Task prompt →
Please copy every line from the records below that contains the string "text".
Top of Extracted information
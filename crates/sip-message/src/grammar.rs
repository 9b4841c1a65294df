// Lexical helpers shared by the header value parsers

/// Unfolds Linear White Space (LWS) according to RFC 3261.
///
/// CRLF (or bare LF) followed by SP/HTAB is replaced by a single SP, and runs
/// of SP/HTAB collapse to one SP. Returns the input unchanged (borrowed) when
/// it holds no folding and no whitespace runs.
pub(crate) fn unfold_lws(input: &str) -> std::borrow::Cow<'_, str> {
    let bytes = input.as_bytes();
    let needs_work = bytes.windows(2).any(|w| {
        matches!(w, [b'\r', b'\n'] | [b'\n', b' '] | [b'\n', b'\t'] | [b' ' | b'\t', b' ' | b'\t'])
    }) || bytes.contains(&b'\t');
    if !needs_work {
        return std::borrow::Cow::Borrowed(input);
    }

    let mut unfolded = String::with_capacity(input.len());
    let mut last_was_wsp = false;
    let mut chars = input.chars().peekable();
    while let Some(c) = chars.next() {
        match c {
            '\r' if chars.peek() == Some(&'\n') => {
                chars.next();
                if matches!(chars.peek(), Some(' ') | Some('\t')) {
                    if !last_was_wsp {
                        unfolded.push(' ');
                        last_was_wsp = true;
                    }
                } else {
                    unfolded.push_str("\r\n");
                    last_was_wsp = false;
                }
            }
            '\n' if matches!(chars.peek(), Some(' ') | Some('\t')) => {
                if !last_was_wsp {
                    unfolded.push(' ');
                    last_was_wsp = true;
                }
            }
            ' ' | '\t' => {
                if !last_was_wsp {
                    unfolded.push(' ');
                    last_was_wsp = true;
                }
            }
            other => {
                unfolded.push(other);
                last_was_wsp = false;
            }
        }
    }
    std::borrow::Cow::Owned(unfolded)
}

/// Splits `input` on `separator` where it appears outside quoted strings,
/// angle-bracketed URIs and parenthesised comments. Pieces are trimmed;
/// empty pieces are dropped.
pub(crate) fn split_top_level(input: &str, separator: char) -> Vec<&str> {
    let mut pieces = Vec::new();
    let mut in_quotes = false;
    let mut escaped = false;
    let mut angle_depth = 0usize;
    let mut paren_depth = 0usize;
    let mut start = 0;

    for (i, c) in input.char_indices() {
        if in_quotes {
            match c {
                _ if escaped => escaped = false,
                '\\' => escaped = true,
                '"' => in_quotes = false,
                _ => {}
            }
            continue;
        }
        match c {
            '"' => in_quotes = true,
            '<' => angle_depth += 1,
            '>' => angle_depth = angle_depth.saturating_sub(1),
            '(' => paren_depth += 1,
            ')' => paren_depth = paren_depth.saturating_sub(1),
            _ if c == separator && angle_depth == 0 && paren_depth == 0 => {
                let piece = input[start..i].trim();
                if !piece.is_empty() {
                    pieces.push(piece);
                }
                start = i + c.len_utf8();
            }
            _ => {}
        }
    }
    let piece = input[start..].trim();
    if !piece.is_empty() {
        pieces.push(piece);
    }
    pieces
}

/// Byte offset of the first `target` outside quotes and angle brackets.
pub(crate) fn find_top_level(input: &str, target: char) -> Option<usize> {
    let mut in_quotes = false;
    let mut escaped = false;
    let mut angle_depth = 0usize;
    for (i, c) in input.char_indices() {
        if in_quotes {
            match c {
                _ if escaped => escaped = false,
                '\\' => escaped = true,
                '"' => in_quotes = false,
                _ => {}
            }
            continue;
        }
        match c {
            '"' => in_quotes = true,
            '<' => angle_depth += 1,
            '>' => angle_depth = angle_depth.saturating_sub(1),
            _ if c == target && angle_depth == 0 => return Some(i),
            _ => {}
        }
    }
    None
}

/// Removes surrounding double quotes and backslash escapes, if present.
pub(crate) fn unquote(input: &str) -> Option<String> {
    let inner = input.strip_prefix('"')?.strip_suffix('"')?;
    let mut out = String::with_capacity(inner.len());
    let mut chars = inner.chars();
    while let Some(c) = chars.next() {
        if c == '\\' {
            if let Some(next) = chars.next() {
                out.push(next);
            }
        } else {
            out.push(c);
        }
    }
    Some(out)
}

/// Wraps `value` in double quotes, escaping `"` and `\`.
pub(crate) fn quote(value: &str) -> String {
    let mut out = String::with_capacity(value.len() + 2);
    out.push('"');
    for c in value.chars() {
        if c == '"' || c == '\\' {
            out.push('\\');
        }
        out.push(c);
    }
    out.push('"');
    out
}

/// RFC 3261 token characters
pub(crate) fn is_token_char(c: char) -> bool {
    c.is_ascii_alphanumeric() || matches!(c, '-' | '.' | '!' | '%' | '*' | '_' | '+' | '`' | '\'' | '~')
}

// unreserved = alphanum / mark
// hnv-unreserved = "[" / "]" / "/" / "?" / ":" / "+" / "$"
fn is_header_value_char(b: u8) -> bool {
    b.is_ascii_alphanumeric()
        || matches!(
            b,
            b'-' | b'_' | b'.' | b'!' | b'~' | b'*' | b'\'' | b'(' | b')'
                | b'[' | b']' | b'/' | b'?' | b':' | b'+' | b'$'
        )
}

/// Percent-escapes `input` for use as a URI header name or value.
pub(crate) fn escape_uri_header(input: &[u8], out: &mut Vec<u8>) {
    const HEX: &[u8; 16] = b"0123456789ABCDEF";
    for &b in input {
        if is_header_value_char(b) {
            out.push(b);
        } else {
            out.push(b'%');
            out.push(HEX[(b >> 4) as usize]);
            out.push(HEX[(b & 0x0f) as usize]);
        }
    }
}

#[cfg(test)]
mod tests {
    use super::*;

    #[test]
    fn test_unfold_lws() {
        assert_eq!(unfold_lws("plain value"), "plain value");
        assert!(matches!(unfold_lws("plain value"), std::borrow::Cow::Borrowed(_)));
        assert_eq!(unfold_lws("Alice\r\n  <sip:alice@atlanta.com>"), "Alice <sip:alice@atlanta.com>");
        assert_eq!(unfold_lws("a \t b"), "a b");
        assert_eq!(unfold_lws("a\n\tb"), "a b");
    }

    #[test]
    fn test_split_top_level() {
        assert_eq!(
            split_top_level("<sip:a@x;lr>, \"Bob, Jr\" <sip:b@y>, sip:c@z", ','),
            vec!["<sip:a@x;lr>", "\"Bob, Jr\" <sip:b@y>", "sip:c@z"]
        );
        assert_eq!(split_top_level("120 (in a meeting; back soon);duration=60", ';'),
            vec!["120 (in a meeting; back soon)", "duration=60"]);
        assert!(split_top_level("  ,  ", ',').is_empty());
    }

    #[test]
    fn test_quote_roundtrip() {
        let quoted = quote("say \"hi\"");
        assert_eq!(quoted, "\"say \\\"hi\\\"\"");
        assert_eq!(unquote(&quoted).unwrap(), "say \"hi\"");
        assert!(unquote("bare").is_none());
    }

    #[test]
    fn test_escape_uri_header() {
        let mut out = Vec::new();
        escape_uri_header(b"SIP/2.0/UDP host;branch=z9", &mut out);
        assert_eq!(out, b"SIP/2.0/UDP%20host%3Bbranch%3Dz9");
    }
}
Bottom of Extracted information
Top of Extracted information
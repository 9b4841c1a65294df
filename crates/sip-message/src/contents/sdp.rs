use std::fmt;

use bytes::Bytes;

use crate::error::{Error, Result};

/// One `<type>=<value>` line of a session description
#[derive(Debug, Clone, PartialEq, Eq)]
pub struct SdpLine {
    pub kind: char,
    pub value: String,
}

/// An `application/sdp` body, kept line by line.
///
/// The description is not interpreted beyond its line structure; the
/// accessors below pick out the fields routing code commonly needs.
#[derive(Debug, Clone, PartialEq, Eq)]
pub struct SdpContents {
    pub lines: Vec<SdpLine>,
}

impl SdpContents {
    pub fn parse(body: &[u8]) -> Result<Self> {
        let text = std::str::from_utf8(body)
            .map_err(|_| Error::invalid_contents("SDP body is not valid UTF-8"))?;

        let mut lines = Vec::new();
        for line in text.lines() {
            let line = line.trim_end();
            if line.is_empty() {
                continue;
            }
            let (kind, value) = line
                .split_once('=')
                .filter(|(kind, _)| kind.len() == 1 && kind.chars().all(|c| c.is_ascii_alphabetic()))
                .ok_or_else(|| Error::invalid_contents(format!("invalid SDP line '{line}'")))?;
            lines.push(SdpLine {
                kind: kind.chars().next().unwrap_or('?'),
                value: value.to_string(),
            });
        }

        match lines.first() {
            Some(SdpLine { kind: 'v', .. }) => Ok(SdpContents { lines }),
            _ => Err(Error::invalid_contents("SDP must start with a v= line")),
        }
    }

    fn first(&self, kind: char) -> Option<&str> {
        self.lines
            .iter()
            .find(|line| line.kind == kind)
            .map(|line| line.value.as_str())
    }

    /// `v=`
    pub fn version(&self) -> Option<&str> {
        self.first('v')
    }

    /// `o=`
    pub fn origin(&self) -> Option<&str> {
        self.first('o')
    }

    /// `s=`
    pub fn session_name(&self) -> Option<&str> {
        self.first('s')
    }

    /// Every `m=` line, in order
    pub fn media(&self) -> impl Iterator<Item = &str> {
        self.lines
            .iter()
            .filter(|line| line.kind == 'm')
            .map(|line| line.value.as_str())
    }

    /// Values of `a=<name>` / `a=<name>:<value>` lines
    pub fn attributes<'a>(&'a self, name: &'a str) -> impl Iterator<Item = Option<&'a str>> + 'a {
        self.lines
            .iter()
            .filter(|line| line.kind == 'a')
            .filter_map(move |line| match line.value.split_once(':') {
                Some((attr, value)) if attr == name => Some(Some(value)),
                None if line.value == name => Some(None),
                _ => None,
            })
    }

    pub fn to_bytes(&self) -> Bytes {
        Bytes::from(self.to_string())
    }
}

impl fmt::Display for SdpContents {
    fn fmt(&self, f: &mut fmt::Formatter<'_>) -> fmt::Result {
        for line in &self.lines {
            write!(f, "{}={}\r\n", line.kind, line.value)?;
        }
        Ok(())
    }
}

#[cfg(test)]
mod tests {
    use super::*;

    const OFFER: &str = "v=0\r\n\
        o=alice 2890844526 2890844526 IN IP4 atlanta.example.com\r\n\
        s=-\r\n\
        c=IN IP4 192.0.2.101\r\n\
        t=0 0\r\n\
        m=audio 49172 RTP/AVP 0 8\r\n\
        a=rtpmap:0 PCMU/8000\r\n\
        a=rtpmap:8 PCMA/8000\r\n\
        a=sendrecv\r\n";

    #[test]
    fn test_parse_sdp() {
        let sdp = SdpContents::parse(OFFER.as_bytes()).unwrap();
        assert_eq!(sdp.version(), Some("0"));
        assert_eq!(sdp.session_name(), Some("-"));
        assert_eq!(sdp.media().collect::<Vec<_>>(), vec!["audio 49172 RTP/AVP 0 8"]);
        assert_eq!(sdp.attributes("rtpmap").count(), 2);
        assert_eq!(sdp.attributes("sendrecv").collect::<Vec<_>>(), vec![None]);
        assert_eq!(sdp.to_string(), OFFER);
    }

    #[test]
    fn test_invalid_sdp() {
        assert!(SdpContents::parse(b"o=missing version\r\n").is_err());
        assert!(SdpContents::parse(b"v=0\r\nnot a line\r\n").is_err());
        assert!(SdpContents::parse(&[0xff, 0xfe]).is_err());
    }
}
Bottom of Extracted information
Exercise output →
        let text = std::str::from_utf8(body)
        for line in text.lines() {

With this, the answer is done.